§ PROBLEM REQUIREMENTS: Reproduce the records exactly, beginning with their first line and ending with the line that contains "use crate::domain::errors::CacheError;", and output nothing more.

[EXTRACTED INFORMATION Boundary: Start]

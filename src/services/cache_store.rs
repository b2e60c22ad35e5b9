//! Fail-soft adapter over a [`KvStore`] backend.
//!
//! Every operation here is advisory: backend errors are logged and collapsed
//! into a miss (reads) or a no-op (writes, deletes), and a store built
//! without a backend behaves as permanently empty. Callers never see a
//! [`CacheError`], so the pipeline stays correct with the cache disabled.

use chrono::{DateTime, SecondsFormat, Utc};
use serde::de::DeserializeOwned;
use serde::Serialize;
use std::sync::Arc;
use std::time::Duration;
use tracing::{debug, error, warn};

use crate::domain::errors::CacheError;
use crate::domain::models::{Repository, RepositoryAnalysis};
use crate::domain::ports::KvStore;

/// Cache key for the analysis of one repository version:
/// `repo:<full_name>:<updated_at>`.
pub fn analysis_cache_key(full_name: &str, updated_at: &str) -> String {
    format!("repo:{full_name}:{updated_at}")
}

/// Key of the marker recording when `list_key` was last refreshed from upstream.
pub fn refresh_marker_key(list_key: &str) -> String {
    format!("{list_key}-last-refresh")
}

/// Fail-soft cache over an optional key-value backend.
#[derive(Clone)]
pub struct CacheStore {
    backend: Option<Arc<dyn KvStore>>,
}

impl CacheStore {
    pub fn new(backend: Arc<dyn KvStore>) -> Self {
        Self {
            backend: Some(backend),
        }
    }

    /// A store with no backend: every read misses, every write is dropped.
    pub const fn disabled() -> Self {
        Self { backend: None }
    }

    pub const fn is_enabled(&self) -> bool {
        self.backend.is_some()
    }

    /// Read a raw value; `None` on miss, error, or missing backend.
    pub async fn get(&self, key: &str) -> Option<String> {
        let Some(backend) = &self.backend else {
            debug!(key, "cache backend not available, skipping lookup");
            return None;
        };

        match backend.get(key).await {
            Ok(Some(value)) => {
                debug!(key, "cache hit");
                Some(value)
            }
            Ok(None) => {
                debug!(key, "cache miss");
                None
            }
            Err(err) => {
                error!(key, error = %err, "error retrieving from cache");
                None
            }
        }
    }

    /// Write a raw value with a TTL. Never fails.
    pub async fn put(&self, key: &str, value: String, ttl: Duration) {
        log_write(key, self.write(key, value, ttl).await);
    }

    /// Remove a value. Never fails.
    pub async fn delete(&self, key: &str) {
        let Some(backend) = &self.backend else {
            debug!(key, "cache backend not available, skipping delete");
            return;
        };

        match backend.delete(key).await {
            Ok(()) => debug!(key, "cache entry deleted"),
            Err(err) => error!(key, error = %err, "error deleting from cache"),
        }
    }

    /// Drop a cached entry so the next lookup recomputes it.
    pub async fn invalidate(&self, key: &str) {
        self.delete(key).await;
    }

    /// Look up a stored analysis.
    pub async fn get_analysis(&self, key: &str) -> Option<RepositoryAnalysis> {
        self.get_json(key).await
    }

    /// Store an analysis under its content-addressed key.
    pub async fn store_analysis(&self, key: &str, analysis: &RepositoryAnalysis, ttl: Duration) {
        let result = self.write_json(key, analysis, ttl).await;
        log_write(key, result);
    }

    /// Look up the cached popular-repository list.
    pub async fn get_popular_repos(&self, list_key: &str) -> Option<Vec<Repository>> {
        self.get_json(list_key).await
    }

    /// Raw last-refresh marker for `list_key`, if any.
    pub async fn last_refresh(&self, list_key: &str) -> Option<String> {
        self.get(&refresh_marker_key(list_key)).await
    }

    /// Store the popular list and then its refresh marker.
    ///
    /// The marker is written only after the list itself was stored, so a
    /// failed list write is never recorded as a completed refresh.
    pub async fn store_popular_repos(
        &self,
        list_key: &str,
        repositories: &[Repository],
        ttl: Duration,
        refreshed_at: DateTime<Utc>,
    ) {
        match self.write_json(list_key, repositories, ttl).await {
            Ok(true) => {
                debug!(
                    key = list_key,
                    count = repositories.len(),
                    ttl_secs = ttl.as_secs(),
                    "cached popular repositories"
                );
            }
            Ok(false) => {
                debug!(key = list_key, "cache backend not available, skipping popular repos storage");
                return;
            }
            Err(err) => {
                error!(key = list_key, error = %err, "error storing popular repos in cache");
                return;
            }
        }

        let marker = refreshed_at.to_rfc3339_opts(SecondsFormat::Millis, true);
        self.put(&refresh_marker_key(list_key), marker, ttl).await;
    }

    async fn get_json<T: DeserializeOwned>(&self, key: &str) -> Option<T> {
        let raw = self.get(key).await?;
        match serde_json::from_str(&raw) {
            Ok(value) => Some(value),
            Err(err) => {
                warn!(key, error = %err, "discarding undecodable cache entry");
                None
            }
        }
    }

    async fn write_json<T: Serialize + ?Sized>(
        &self,
        key: &str,
        value: &T,
        ttl: Duration,
    ) -> Result<bool, CacheError> {
        let encoded = serde_json::to_string(value)?;
        self.write(key, encoded, ttl).await
    }

    /// `Ok(false)` when there is no backend to write to.
    async fn write(&self, key: &str, value: String, ttl: Duration) -> Result<bool, CacheError> {
        let Some(backend) = &self.backend else {
            return Ok(false);
        };
        backend.put(key, value, ttl).await?;
        Ok(true)
    }
}

fn log_write(key: &str, result: Result<bool, CacheError>) {
    match result {
        Ok(true) => debug!(key, "cached value"),
        Ok(false) => debug!(key, "cache backend not available, skipping storage"),
        Err(err) => error!(key, error = %err, "error storing in cache"),
    }
}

[EXTRACTED INFORMATION Boundary: End]

§ TASK RESPONSE:
filename src/services/cache_store.rs
repository b2e60c22ad35e5b9
//! Fail-soft adapter over a [`KvStore`] backend.
//!
//! Every operation here is advisory: backend errors are logged and collapsed
//! into a miss (reads) or a no-op (writes, deletes), and a store built
//! without a backend behaves as permanently empty. Callers never see a
//! [`CacheError`], so the pipeline stays correct with the cache disabled.

use chrono::{DateTime, SecondsFormat, Utc};
use serde::de::DeserializeOwned;
use serde::Serialize;
use std::sync::Arc;
use std::time::Duration;
use tracing::{debug, error, warn};

use crate::domain::errors::CacheError;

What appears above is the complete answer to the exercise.